Valuation Methods for Ethereum

CN
1 hour ago

Recently, a website about Ethereum valuation (https://ethval.com/) suddenly became popular.

What’s interesting about this website is that it provides 10 methods for valuing Ethereum and lists the valuation results for each method.

Among these 10 methods, the lowest valuation is less than $1,000, while the highest exceeds $9,000. The website then gives a comprehensive valuation for Ethereum based on these 10 methods: $4,800.

Of these 10 methods, the ones I somewhat agree with are DCF and Revenue Yield. The reason I say "somewhat" is that I have reservations about the data and calculation methods used in their formulas.

The idea of this website reminds me of an article I wrote on April 2 of this year titled "The Business Model and Valuation of Ethereum." Compared to the approach used in that article, my overall valuation of Ethereum hasn’t changed much, but I now think more carefully about the details.

Regarding the valuation of Ethereum, there is a viewpoint in the ecosystem:

Ethereum is a completely new thing, so traditional valuation methods cannot be applied to it.

If traditional valuation methods are not used, then what methods should be used?

Thus, various esoteric and abstract valuation methods have emerged. Many of the methods listed on ethval.com fall into this category, in my opinion.

I agree that Ethereum is a completely new thing, but I believe that regardless of how new it is, its valuation must return to common sense and the essence of business:

What is the core motivation for people to buy or hold it?

Clearly, it is not like Bitcoin, which is treated as "digital gold" or a collectible; rather, it is ultimately meant to be used.

Some people buy it not to use it but to hope it appreciates in value.

Others buy it expecting to earn a staking yield of 2% to 3% per year through collateralization.

However, whether it appreciates or provides staking yields, the ultimate driver will still hinge on it being a necessity—this necessity, in my view, ultimately means that someone has to "use it."

Without this necessity, there are plenty of POS tokens in the crypto ecosystem that offer seemingly good staking yields every year, but why are there so few buyers?

The reason lies here.

Since its core must ultimately focus on "using it," then based on this nature, its value source is the income generated by the entire system, specifically the ETH fees paid by users for using the Ethereum mainnet.

I previously calculated a valuation for Uniswap using future cash flows. We can still use this method to calculate a valuation for Ethereum.

Ethereum is also a perpetually used platform. Assuming its future annual free cash flow income is 'a', we still use 2.5% as the risk-free return. Then the present value of Ethereum's future perpetual cash flow is calculated as:

a * 41.67

The intrinsic reasonable price per Ethereum would be:

a * 41.67 / 120 million

The most challenging part to estimate is the future annual free cash flow.

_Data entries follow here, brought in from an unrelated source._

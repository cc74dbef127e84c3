//! Employee eligibility partitioning.
//!
//! An employee is reported when they were paid inside the trailing window
//! ending at the report date, or when they have reached the paycheck count
//! threshold. Which rule admitted them decides how much history is kept:
//!
//! | recent | over threshold | outcome                         |
//! |--------|----------------|---------------------------------|
//! | yes    | yes            | all records                     |
//! | yes    | no             | in-window records only          |
//! | no     | yes            | all records (unless the policy requires a recent paycheck) |
//! | no     | no             | excluded                        |

use std::collections::BTreeMap;

use chrono::{Duration, NaiveDate};

use crate::config::AggregationPolicy;
use crate::models::{DedupedRecord, Eligibility};

/// Returns the earliest pay date that still falls inside the window.
///
/// The window is inclusive: a paycheck dated exactly `window_days` before
/// `as_of` counts as recent. Dates after `as_of` count as recent too.
///
/// # Examples
///
/// ```
/// use payroll_summary::aggregation::window_cutoff;
/// use chrono::NaiveDate;
///
/// let as_of = NaiveDate::from_ymd_opt(2026, 10, 18).unwrap();
/// assert_eq!(
///     window_cutoff(as_of, 365),
///     NaiveDate::from_ymd_opt(2025, 10, 18).unwrap()
/// );
/// ```
pub fn window_cutoff(as_of: NaiveDate, window_days: u32) -> NaiveDate {
    as_of
        .checked_sub_signed(Duration::days(i64::from(window_days)))
        .unwrap_or(NaiveDate::MIN)
}

/// An employee admitted to the report with the records kept for them.
#[derive(Debug, Clone, PartialEq, Eq)]
pub struct RetainedRecords {
    /// The rule that admitted the employee.
    pub eligibility: Eligibility,
    /// Retained records, ordered by pay date then store.
    pub records: Vec<DedupedRecord>,
}

/// The result of splitting employees by eligibility.
#[derive(Debug, Clone, Default, PartialEq, Eq)]
pub struct EligibilityPartition {
    /// Admitted employees keyed by name.
    pub included: BTreeMap<String, RetainedRecords>,
    /// Names of employees that met neither rule, ascending.
    pub excluded: Vec<String>,
}

impl EligibilityPartition {
    /// Counts admitted employees admitted by the given rule.
    pub fn count(&self, eligibility: Eligibility) -> usize {
        self.included
            .values()
            .filter(|retained| retained.eligibility == eligibility)
            .count()
    }
}

/// Splits deduplicated records by employee and applies the eligibility rules.
///
/// Every employee present in `records` ends up either in `included` (with
/// exactly one [`Eligibility`]) or in `excluded`, never both. Records need not
/// be sorted on input.
///
/// # Examples
///
/// ```
/// use payroll_summary::aggregation::{deduplicate, partition_eligibility};
/// use payroll_summary::config::AggregationPolicy;
/// use payroll_summary::models::{Eligibility, PayRecord};
/// use chrono::NaiveDate;
/// use rust_decimal::Decimal;
///
/// let as_of = NaiveDate::from_ymd_opt(2026, 10, 18).unwrap();
/// let records = vec![PayRecord {
///     employee_name: "John Smith".to_string(),
///     pay_date: NaiveDate::from_ymd_opt(2026, 10, 8).unwrap(),
///     week1_hours: Decimal::from(20),
///     week2_hours: Decimal::from(20),
///     store_name: "elm st".to_string(),
/// }];
///
/// let partition = partition_eligibility(&deduplicate(&records), as_of, &AggregationPolicy::default());
/// assert_eq!(partition.included["John Smith"].eligibility, Eligibility::RecentOnly);
/// ```
pub fn partition_eligibility(
    records: &[DedupedRecord],
    as_of: NaiveDate,
    policy: &AggregationPolicy,
) -> EligibilityPartition {
    let cutoff = window_cutoff(as_of, policy.window_days);

    let mut by_employee: BTreeMap<&str, Vec<&DedupedRecord>> = BTreeMap::new();
    for record in records {
        by_employee
            .entry(record.employee_name.as_str())
            .or_default()
            .push(record);
    }

    let mut partition = EligibilityPartition::default();

    for (employee_name, mut employee_records) in by_employee {
        employee_records.sort_by(|a, b| {
            a.pay_date
                .cmp(&b.pay_date)
                .then_with(|| a.store_name.cmp(&b.store_name))
        });

        let recent = employee_records.iter().any(|r| r.pay_date >= cutoff);
        let tenured = employee_records.len() >= policy.min_pay_dates;

        let eligibility = match (recent, tenured) {
            (true, true) => Some(Eligibility::RecentAndTenured),
            (true, false) => Some(Eligibility::RecentOnly),
            (false, true) if !policy.count_rule_requires_recent => Some(Eligibility::TenuredOnly),
            _ => None,
        };

        match eligibility {
            Some(eligibility) => {
                let records: Vec<DedupedRecord> = employee_records
                    .into_iter()
                    .filter(|r| eligibility.keeps_full_history() || r.pay_date >= cutoff)
                    .cloned()
                    .collect();
                partition.included.insert(
                    employee_name.to_string(),
                    RetainedRecords {
                        eligibility,
                        records,
                    },
                );
            }
            None => partition.excluded.push(employee_name.to_string()),
        }
    }

    partition
}

#[cfg(test)]
mod tests {
    use super::*;
    use crate::aggregation::deduplicate;
    use crate::models::PayRecord;
    use proptest::prelude::*;
    use rust_decimal::Decimal;
    use std::collections::BTreeSet;

    fn make_date(date_str: &str) -> NaiveDate {
        NaiveDate::parse_from_str(date_str, "%Y-%m-%d").unwrap()
    }

    fn as_of() -> NaiveDate {
        make_date("2026-10-18")
    }

    fn make_deduped(name: &str, pay_date: NaiveDate) -> DedupedRecord {
        DedupedRecord {
            employee_name: name.to_string(),
            pay_date,
            store_name: "main st".to_string(),
            week1_hours: Decimal::from(38),
            week2_hours: Decimal::from(38),
            source_rows: 1,
        }
    }

    /// `count` fortnightly records ending on `last`.
    fn fortnightly(name: &str, last: NaiveDate, count: i64) -> Vec<DedupedRecord> {
        (0..count)
            .rev()
            .map(|i| make_deduped(name, last - Duration::days(14 * i)))
            .collect()
    }

    #[test]
    fn test_window_cutoff_is_inclusive() {
        let policy = AggregationPolicy::default();
        let on_boundary = vec![make_deduped("Amy Lee", make_date("2025-10-18"))];
        let just_outside = vec![make_deduped("Amy Lee", make_date("2025-10-17"))];

        let included = partition_eligibility(&on_boundary, as_of(), &policy);
        let excluded = partition_eligibility(&just_outside, as_of(), &policy);

        assert_eq!(included.included.len(), 1);
        assert_eq!(excluded.excluded, vec!["Amy Lee".to_string()]);
    }

    #[test]
    fn test_future_dated_paycheck_counts_as_recent() {
        let records = vec![make_deduped("Amy Lee", make_date("2026-11-06"))];
        let partition = partition_eligibility(&records, as_of(), &AggregationPolicy::default());
        assert_eq!(
            partition.included["Amy Lee"].eligibility,
            Eligibility::RecentOnly
        );
    }

    #[test]
    fn test_recent_only_keeps_in_window_records() {
        let records = vec![
            make_deduped("John Smith", make_date("2023-10-20")),
            make_deduped("John Smith", make_date("2024-11-15")),
            make_deduped("John Smith", make_date("2026-10-08")),
        ];

        let partition = partition_eligibility(&records, as_of(), &AggregationPolicy::default());
        let retained = &partition.included["John Smith"];

        assert_eq!(retained.eligibility, Eligibility::RecentOnly);
        assert_eq!(retained.records.len(), 1);
        assert_eq!(retained.records[0].pay_date, make_date("2026-10-08"));
    }

    #[test]
    fn test_recent_and_tenured_keeps_full_history() {
        let mut records = fortnightly("Jane Doe", make_date("2026-10-09"), 30);
        records.push(make_deduped("Jane Doe", make_date("2022-01-07")));

        let partition = partition_eligibility(&records, as_of(), &AggregationPolicy::default());
        let retained = &partition.included["Jane Doe"];

        assert_eq!(retained.eligibility, Eligibility::RecentAndTenured);
        assert_eq!(retained.records.len(), 31);
        assert_eq!(retained.records[0].pay_date, make_date("2022-01-07"));
    }

    #[test]
    fn test_tenured_only_keeps_full_history() {
        let records = fortnightly("Old Timer", make_date("2024-06-07"), 26);
        let partition = partition_eligibility(&records, as_of(), &AggregationPolicy::default());
        let retained = &partition.included["Old Timer"];

        assert_eq!(retained.eligibility, Eligibility::TenuredOnly);
        assert_eq!(retained.records.len(), 26);
    }

    #[test]
    fn test_tenured_only_excluded_when_recent_paycheck_required() {
        let records = fortnightly("Old Timer", make_date("2024-06-07"), 26);
        let policy = AggregationPolicy {
            count_rule_requires_recent: true,
            ..AggregationPolicy::default()
        };

        let partition = partition_eligibility(&records, as_of(), &policy);

        assert!(partition.included.is_empty());
        assert_eq!(partition.excluded, vec!["Old Timer".to_string()]);
    }

    #[test]
    fn test_twenty_five_old_records_are_excluded() {
        let records = fortnightly("Almost", make_date("2024-06-07"), 25);
        let partition = partition_eligibility(&records, as_of(), &AggregationPolicy::default());
        assert_eq!(partition.excluded, vec!["Almost".to_string()]);
    }

    #[test]
    fn test_two_stale_records_are_excluded() {
        let last = as_of() - Duration::days(400);
        let records = vec![
            make_deduped("Gone Away", last - Duration::days(14)),
            make_deduped("Gone Away", last),
        ];

        let partition = partition_eligibility(&records, as_of(), &AggregationPolicy::default());

        assert!(partition.included.is_empty());
        assert_eq!(partition.excluded, vec!["Gone Away".to_string()]);
    }

    #[test]
    fn test_count_by_eligibility() {
        let mut records = fortnightly("Jane Doe", make_date("2026-10-09"), 30);
        records.push(make_deduped("John Smith", make_date("2026-10-09")));
        records.extend(fortnightly("Old Timer", make_date("2024-06-07"), 26));

        let partition = partition_eligibility(&records, as_of(), &AggregationPolicy::default());

        assert_eq!(partition.count(Eligibility::RecentAndTenured), 1);
        assert_eq!(partition.count(Eligibility::RecentOnly), 1);
        assert_eq!(partition.count(Eligibility::TenuredOnly), 1);
    }

    fn arb_records() -> impl Strategy<Value = Vec<PayRecord>> {
        prop::collection::vec(
            (
                prop::sample::select(vec!["A", "B", "C", "D", "E"]),
                0i64..1200,
            )
                .prop_map(|(name, days_back)| PayRecord {
                    employee_name: name.to_string(),
                    pay_date: as_of() - Duration::days(days_back),
                    week1_hours: Decimal::from(8),
                    week2_hours: Decimal::from(8),
                    store_name: "main st".to_string(),
                }),
            0..200,
        )
    }

    proptest! {
        #[test]
        fn prop_every_employee_lands_in_exactly_one_class(raw in arb_records()) {
            let deduped = deduplicate(&raw);
            let policy = AggregationPolicy::default();
            let partition = partition_eligibility(&deduped, as_of(), &policy);

            let seen: BTreeSet<&str> = raw.iter().map(|r| r.employee_name.as_str()).collect();
            let included: BTreeSet<&str> = partition.included.keys().map(String::as_str).collect();
            let excluded: BTreeSet<&str> = partition.excluded.iter().map(String::as_str).collect();

            prop_assert!(included.is_disjoint(&excluded));
            let union: BTreeSet<&str> = included.union(&excluded).copied().collect();
            prop_assert_eq!(union, seen);

            let cutoff = window_cutoff(as_of(), policy.window_days);
            for (name, retained) in &partition.included {
                let all = deduped.iter().filter(|r| &r.employee_name == name).count();
                let in_window = deduped
                    .iter()
                    .filter(|r| &r.employee_name == name && r.pay_date >= cutoff)
                    .count();
                prop_assert!(!retained.records.is_empty());
                if retained.eligibility.keeps_full_history() {
                    prop_assert_eq!(retained.records.len(), all);
                } else {
                    prop_assert!(retained.records.iter().all(|r| r.pay_date >= cutoff));
                    prop_assert_eq!(retained.records.len(), in_window);
                }
            }
        }
    }
}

According to an article from Block Rhythm (see reference link at the end), Ethereum's total fee income for the year 2024 is estimated to be $2.48 billion. If we calculate the intrinsic reasonable market value of Ethereum based on this, it would be $103.3 billion. The intrinsic reasonable price per Ethereum would then be $861.18.

Comparing this price to the current market price of $3,000, the $3,000 market price seems "high."

But what I believe is that in the future, when Ethereum truly becomes the on-chain settlement layer for the entire world and supports crypto payments and the AI economy, its annual income will be of a scale we cannot currently imagine.